Harmgen README file

https://flaterco.com/xtide/files.html#experts
$Id: README 6756 2018-01-15 16:06:54Z flaterco $

    harmgen:  Derive harmonic constants from water level observations.
    Copyright (C) 1998  David Flater.

    This program is free software: you can redistribute it and/or modify
    it under the terms of the GNU General Public License as published by
    the Free Software Foundation, either version 3 of the License, or
    (at your option) any later version.

    This program is distributed in the hope that it will be useful,
    but WITHOUT ANY WARRANTY; without even the implied warranty of
    MERCHANTABILITY or FITNESS FOR A PARTICULAR PURPOSE.  See the
    GNU General Public License for more details.

    You should have received a copy of the GNU General Public License
    along with this program.  If not, see <http://www.gnu.org/licenses/>.
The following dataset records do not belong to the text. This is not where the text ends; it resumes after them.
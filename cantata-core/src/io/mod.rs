// Cantata
// Copyright (c) 2026 The Project Cantata Developers.
//
// This Source Code Form is subject to the terms of the Mozilla Public
// License, v. 2.0. If a copy of the MPL was not distributed with this
// file, You can obtain one at https://mozilla.org/MPL/2.0/.

//! The `io` module implements composable byte-level I/O.
//!
//! A [`BufReader`] consumes a `&[u8]` and is used to parse tag structures after they have been
//! read into memory. A [`FileStream`] provides positioned reads and writes over a file and is the
//! only type that touches the filesystem.
//!
//! All readers operating on bytes of data implement the [`ReadBytes`] trait. Readers with a known
//! length additionally implement [`FiniteStream`].

use std::io;

mod buf_reader;
mod file_stream;

pub use buf_reader::BufReader;
pub use file_stream::FileStream;

/// `ReadBytes` provides methods to read bytes and interpret them as big- or little-endian
/// unsigned integers of standard widths.
pub trait ReadBytes {
    /// Reads a single byte from the stream and returns it or an error.
    fn read_byte(&mut self) -> io::Result<u8>;

    /// Reads two bytes from the stream and returns them in read-order or an error.
    fn read_double_bytes(&mut self) -> io::Result<[u8; 2]>;

    /// Reads three bytes from the stream and returns them in read-order or an error.
    fn read_triple_bytes(&mut self) -> io::Result<[u8; 3]>;

    /// Reads four bytes from the stream and returns them in read-order or an error.
    fn read_quad_bytes(&mut self) -> io::Result<[u8; 4]>;

    /// Reads exactly the number of bytes required to fill the provided buffer or returns an
    /// error.
    fn read_buf_exact(&mut self, buf: &mut [u8]) -> io::Result<()>;

    /// Reads two bytes from the stream and interprets them as an unsigned 16-bit big-endian
    /// integer or returns an error.
    #[inline(always)]
    fn read_be_u16(&mut self) -> io::Result<u16> {
        Ok(u16::from_be_bytes(self.read_double_bytes()?))
    }

    /// Reads four bytes from the stream and interprets them as an unsigned 32-bit big-endian
    /// integer or returns an error.
    #[inline(always)]
    fn read_be_u32(&mut self) -> io::Result<u32> {
        Ok(u32::from_be_bytes(self.read_quad_bytes()?))
    }

    /// Reads four bytes from the stream and interprets them as an unsigned 32-bit little-endian
    /// integer or returns an error.
    #[inline(always)]
    fn read_u32(&mut self) -> io::Result<u32> {
        Ok(u32::from_le_bytes(self.read_quad_bytes()?))
    }

    /// Reads exactly the number of bytes requested, and returns a boxed slice of the data or an
    /// error.
    fn read_boxed_slice_exact(&mut self, len: usize) -> io::Result<Box<[u8]>> {
        let mut buf = vec![0u8; len];
        self.read_buf_exact(&mut buf)?;
        Ok(buf.into_boxed_slice())
    }

    /// Ignores the specified number of bytes from the stream or returns an error.
    fn ignore_bytes(&mut self, count: u64) -> io::Result<()>;

    /// Gets the position of the stream.
    fn pos(&self) -> u64;
}

impl<'b, R: ReadBytes> ReadBytes for &'b mut R {
    #[inline(always)]
    fn read_byte(&mut self) -> io::Result<u8> {
        (*self).read_byte()
    }

    #[inline(always)]
    fn read_double_bytes(&mut self) -> io::Result<[u8; 2]> {
        (*self).read_double_bytes()
    }

    #[inline(always)]
    fn read_triple_bytes(&mut self) -> io::Result<[u8; 3]> {
        (*self).read_triple_bytes()
    }

    #[inline(always)]
    fn read_quad_bytes(&mut self) -> io::Result<[u8; 4]> {
        (*self).read_quad_bytes()
    }

    #[inline(always)]
    fn read_buf_exact(&mut self, buf: &mut [u8]) -> io::Result<()> {
        (*self).read_buf_exact(buf)
    }

    #[inline(always)]
    fn ignore_bytes(&mut self, count: u64) -> io::Result<()> {
        (*self).ignore_bytes(count)
    }

    #[inline(always)]
    fn pos(&self) -> u64 {
        (**self).pos()
    }
}

/// A `FiniteStream` is a stream that has a known length in bytes.
pub trait FiniteStream {
    /// Returns the length of the the stream in bytes.
    fn byte_len(&self) -> u64;

    /// Returns the number of bytes that have been read.
    fn bytes_read(&self) -> u64;

    /// Returns the number of bytes available for reading.
    fn bytes_available(&self) -> u64;
}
This package is available from
https://flaterco.com/xtide/files.html#experts.


Credits
-------

The math in harmgen.sh was based on an APL file contributed by Charles Read,
a professional mathematician and occasional sailor who made very short work
of the fearsome least squares analysis.  The subsequent extension to handle
multiple years was explained by Björn Brill.  The relevant emails are
included in the distribution for their educational value (files C_J_Read.txt
and Bjoern_Brill.txt).


Software prerequisites
----------------------

Required:  Congen (libcongen), available from
https://flaterco.com/xtide/files.html#experts.
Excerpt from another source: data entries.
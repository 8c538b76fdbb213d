// Cantata
// Copyright (c) 2026 The Project Cantata Developers.
//
// This Source Code Form is subject to the terms of the Mozilla Public
// License, v. 2.0. If a copy of the MPL was not distributed with this
// file, You can obtain one at https://mozilla.org/MPL/2.0/.

//! Text field decoding for ID3v2 frames.

use std::io;

use cantata_core::io::{BufReader, FiniteStream};
use cantata_core::util::text;

/// Enumeration of valid encodings for text fields in ID3v2 tags.
#[derive(Copy, Clone, Debug, PartialEq, Eq)]
pub enum Encoding {
    /// ISO-8859-1 (aka Latin-1).
    Iso8859_1,
    /// UTF-16 with a byte-order-mark (BOM). Little-endian is assumed if the BOM is not
    /// big-endian.
    Utf16Bom,
    /// UTF-16 big-endian without a byte-order-mark (BOM).
    Utf16Be,
    /// UTF-8.
    Utf8,
}

impl Encoding {
    /// Parse an encoding indicator byte.
    pub fn parse(encoding: u8) -> Option<Encoding> {
        match encoding {
            // ISO-8859-1 terminated with 0x00.
            0 => Some(Encoding::Iso8859_1),
            // UTF-16 with byte order marker (BOM), terminated with 0x00 0x00.
            1 => Some(Encoding::Utf16Bom),
            // UTF-16BE without byte order marker (BOM), terminated with 0x00 0x00.
            2 => Some(Encoding::Utf16Be),
            // UTF-8 terminated with 0x00.
            3 => Some(Encoding::Utf8),
            // Invalid encoding.
            _ => None,
        }
    }

    /// The length in bytes of this encoding's null terminator.
    pub fn terminator_len(&self) -> usize {
        match self {
            Encoding::Utf16Bom | Encoding::Utf16Be => 2,
            _ => 1,
        }
    }
}

/// Decodes a slice of bytes containing encoded text into a UTF-8 `String`.
///
/// Decoding stops at the encoding's null terminator if one is present; otherwise the whole slice
/// is decoded. Lone UTF-16 surrogates are replaced with U+FFFD.
pub fn decode_text_buf(buf: &[u8], encoding: Encoding) -> String {
    match encoding {
        Encoding::Iso8859_1 => {
            text::decode_iso8859_1(buf).take_while(text::filter::not_null).collect()
        }
        Encoding::Utf8 => {
            let end = buf.iter().position(|&b| b == 0).unwrap_or(buf.len());
            String::from_utf8_lossy(&buf[..end]).into_owned()
        }
        Encoding::Utf16Bom => decode_utf16_buf(buf, true, false),
        Encoding::Utf16Be => decode_utf16_buf(buf, false, true),
    }
}

fn decode_utf16_buf(buf: &[u8], has_bom: bool, default_be: bool) -> String {
    let mut data = buf;
    let mut big_endian = default_be;

    // The first two bytes are the byte-order-mark. Anything other than a big-endian mark decodes
    // as little-endian.
    if has_bom {
        if data.len() < 2 {
            return String::new();
        }
        big_endian = data[0] == 0xfe && data[1] == 0xff;
        data = &data[2..];
    }

    let units = data
        .chunks_exact(2)
        .map(|pair| {
            if big_endian {
                u16::from_be_bytes([pair[0], pair[1]])
            }
            else {
                u16::from_le_bytes([pair[0], pair[1]])
            }
        })
        .take_while(|&unit| unit != 0);

    char::decode_utf16(units).map(|c| c.unwrap_or(char::REPLACEMENT_CHARACTER)).collect()
}

/// Read a null-terminated string of the specified encoding from the stream. If the stream ends
/// before the null-terminator is reached, all the bytes up-to that point are interpreted as the
/// string.
pub fn read_string(reader: &mut BufReader<'_>, encoding: Encoding) -> io::Result<String> {
    let max_len = reader.bytes_available() as usize;

    let buf = match encoding.terminator_len() {
        // Byte aligned encodings. The null-terminator is 1 byte.
        1 => {
            let buf = reader.scan_bytes_aligned_ref(&[0x00], 1, max_len)?;
            // Trim the trailing null-terminator, if present.
            match buf.last() {
                Some(b'\0') => &buf[..buf.len() - 1],
                _ => buf,
            }
        }
        // Two-byte aligned encodings. The null-terminator is 2 bytes.
        _ => {
            let buf = reader.scan_bytes_aligned_ref(&[0x00, 0x00], 2, max_len)?;
            // Trim the trailing null-terminator, if present.
            match buf {
                [.., 0, 0] => &buf[..buf.len() - 2],
                _ => buf,
            }
        }
    };

    Ok(decode_text_buf(buf, encoding))
}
Required:  Compatible version of Octave, available from
http://www.octave.org/.

  Some help on installing Octave from source is available at
  https://flaterco.com/kb/Octave.html

Optional:  Harmbase2, available from
https://flaterco.com/xtide/files.html#experts.  Harmgen is designed to
integrate with Harmbase2, but you don't need Harmbase2 if all you want is the
harmonic constants.


Hardware requirements
---------------------

The amount of memory needed for the least squares computation is proportional
to the product of the number of observations with the number of constituents.
A modern desktop PC with multiple gigabytes of RAM can easly handle hundreds
of thousands of observations and over 100 constituents.


Preface / caution
-----------------

The reliability of both the input and the output of Harmgen has to be
assessed rather than assumed.  A minimum-length time series, even one of high
quality, is unlikely to determine the long-term constituents with much
accuracy.  If the input data quality is low, the quality of results will also
be low.


Data requirements
-----------------

You will need, at a minimum, a year's worth of water level observations, at
least one per hour.  More years is better, to a point.  19 years is a
complete epoch; beyond that, the risks of using increasingly old data
probably exceed the benefits.  If you are in an area where silting, dredging,
or an earthquake has affected the behavior of the tides, the useful range may
be significantly shorter than 19 years.

Observations should be taken at periodic or random intervals.  It doesn't
matter if there are gaps, if the interval changes halfway through, etc.
However, a time series consisting of only the high and low tides is *not*
good enough.  One observation per hour is a reasonable minimum; ten per hour
is not unreasonable; more than ten per hour is unlikely to improve results.

This time series should be formatted the same as XTide's raw mode output,
with Unix time_t timestamps on the left (these are in seconds since
1970-01-01 00:00 UTC) and observations on the right:

902856260 1.088975
902859860 0.751052
902863460 0.511209
etc.

You will also need a Congen input file that defines the constituent set that
you want to use.  The distribution comes with three examples that you can use
as-is:

 congen_1yr.txt:   140 constituents, usable with at least 1 year of data.
 congen_5yrs.txt:  144 constituents, usable with at least 5 years of data.
 congen_9yrs.txt:  145 constituents, usable with at least 9 years of data.

The install process copies these three files into the pkgdata directory,
which normally is /usr/local/share/harmgen.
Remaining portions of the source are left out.